• _Instructions to follow_: Would you return the entries below exactly from the line containing "assert_eq!(catalog.week_type(d(2026, 2, 9)), 2);" onward, ending with the final line and including it, and nothing else?

Items listed in a dataset:
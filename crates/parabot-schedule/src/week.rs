//! Week parity resolution.

use std::fmt;

use chrono::{Datelike, NaiveDate, Weekday};

use crate::catalog::{Catalog, Lesson};

/// Which of the two alternating week tables applies to a date.
#[derive(Debug, Clone, Copy, PartialEq, Eq, Hash)]
pub enum WeekParity {
    First,
    Second,
}

impl WeekParity {
    /// 1 or 2.
    pub fn number(self) -> u8 {
        match self {
            WeekParity::First => 1,
            WeekParity::Second => 2,
        }
    }
}

impl fmt::Display for WeekParity {
    fn fmt(&self, f: &mut fmt::Formatter<'_>) -> fmt::Result {
        write!(f, "{}-я неделя", self.number())
    }
}

/// 2026-02-02, a Monday, starts week 1.
pub fn default_anchor() -> NaiveDate {
    NaiveDate::from_ymd_opt(2026, 2, 2).expect("valid anchor date")
}

/// Parity of the week containing `date`, counting whole weeks from `anchor`.
///
/// Uses floor division so dates before the anchor keep alternating.
pub fn week_parity(anchor: NaiveDate, date: NaiveDate) -> WeekParity {
    let week_index = (date - anchor).num_days().div_euclid(7);
    if week_index.rem_euclid(2) == 0 {
        WeekParity::First
    } else {
        WeekParity::Second
    }
}

/// A date resolved against the catalog.
#[derive(Debug, Clone, Copy)]
pub struct ResolvedDay<'a> {
    pub date: NaiveDate,
    pub parity: WeekParity,
    pub weekday: Weekday,
    pub lessons: &'a [Lesson],
}

impl Catalog {
    pub fn week_parity(&self, date: NaiveDate) -> WeekParity {
        week_parity(self.anchor, date)
    }

    /// Week number of `date`: 1 or 2.
    pub fn week_type(&self, date: NaiveDate) -> u8 {
        self.week_parity(date).number()
    }

    /// Lessons on `date`, empty if the weekday has none.
    pub fn lessons_for_date(&self, date: NaiveDate) -> &[Lesson] {
        self.resolve(date).lessons
    }

    pub fn resolve(&self, date: NaiveDate) -> ResolvedDay<'_> {
        let parity = self.week_parity(date);
        let weekday = date.weekday();
        ResolvedDay {
            date,
            parity,
            weekday,
            lessons: self.week(parity).day(weekday),
        }
    }
}

#[cfg(test)]
mod tests {
    use chrono::Duration;

    use super::*;
    use crate::catalog::tests::t;

    fn d(y: i32, m: u32, day: u32) -> NaiveDate {
        NaiveDate::from_ymd_opt(y, m, day).unwrap()
    }

    #[test]
    fn test_anchor_scenario() {
        let anchor = default_anchor();
        assert_eq!(week_parity(anchor, d(2026, 2, 2)).number(), 1);
        assert_eq!(week_parity(anchor, d(2026, 2, 8)).number(), 1);
        assert_eq!(week_parity(anchor, d(2026, 2, 9)).number(), 2);
        assert_eq!(week_parity(anchor, d(2026, 2, 16)).number(), 1);
    }

    #[test]
    fn test_before_anchor_keeps_alternating() {
        let anchor = default_anchor();
        // The Sunday before the anchor belongs to week index -1.
        assert_eq!(week_parity(anchor, d(2026, 2, 1)), WeekParity::Second);
        assert_eq!(week_parity(anchor, d(2026, 1, 26)), WeekParity::Second);
        assert_eq!(week_parity(anchor, d(2026, 1, 25)), WeekParity::First);
    }

    #[test]
    fn test_periodicity_and_alternation() {
        let anchor = default_anchor();
        let mut date = d(2024, 1, 1);
        while date < d(2028, 12, 31) {
            let parity = week_parity(anchor, date);
            assert!(matches!(parity.number(), 1 | 2));
            assert_eq!(parity, week_parity(anchor, date + Duration::days(14)));
            assert_ne!(parity, week_parity(anchor, date + Duration::days(7)));
            date += Duration::days(3);
        }
    }

    #[test]
    fn test_lessons_for_date() {
        let mut catalog = Catalog::default();
        catalog
            .week1
            .day_mut(Weekday::Mon)
            .push(Lesson::new("A", t(9, 0), t(10, 30)));
        catalog
            .week2
            .day_mut(Weekday::Mon)
            .push(Lesson::new("B", t(11, 0), t(12, 30)));

        assert_eq!(catalog.lessons_for_date(d(2026, 2, 2))[0].title, "A");
        assert_eq!(catalog.lessons_for_date(d(2026, 2, 9))[0].title, "B");
        assert!(catalog.lessons_for_date(d(2026, 2, 3)).is_empty());

        assert_eq!(catalog.week_type(d(2026, 2, 9)), 2);

        let day = catalog.resolve(d(2026, 2, 16));
        assert_eq!(day.parity, WeekParity::First);
        assert_eq!(day.weekday, Weekday::Mon);
        assert_eq!(day.lessons.len(), 1);
    }

    #[test]
    fn test_far_dates_are_total() {
        let catalog = Catalog::default();
        assert!(catalog.lessons_for_date(d(1900, 1, 1)).is_empty());
        assert!(catalog.lessons_for_date(d(2300, 12, 31)).is_empty());
    }

    #[test]
    fn test_parity_display() {
        assert_eq!(WeekParity::Second.to_string(), "2-я неделя");
    }
}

• _Written reply_:
        assert_eq!(catalog.week_type(d(2026, 2, 9)), 2);

        let day = catalog.resolve(d(2026, 2, 16));
        assert_eq!(day.parity, WeekParity::First);
        assert_eq!(day.weekday, Weekday::Mon);
        assert_eq!(day.lessons.len(), 1);
    }

    #[test]
    fn test_far_dates_are_total() {
        let catalog = Catalog::default();
        assert!(catalog.lessons_for_date(d(1900, 1, 1)).is_empty());
        assert!(catalog.lessons_for_date(d(2300, 12, 31)).is_empty());
    }

    #[test]
    fn test_parity_display() {
        assert_eq!(WeekParity::Second.to_string(), "2-я неделя");
    }
}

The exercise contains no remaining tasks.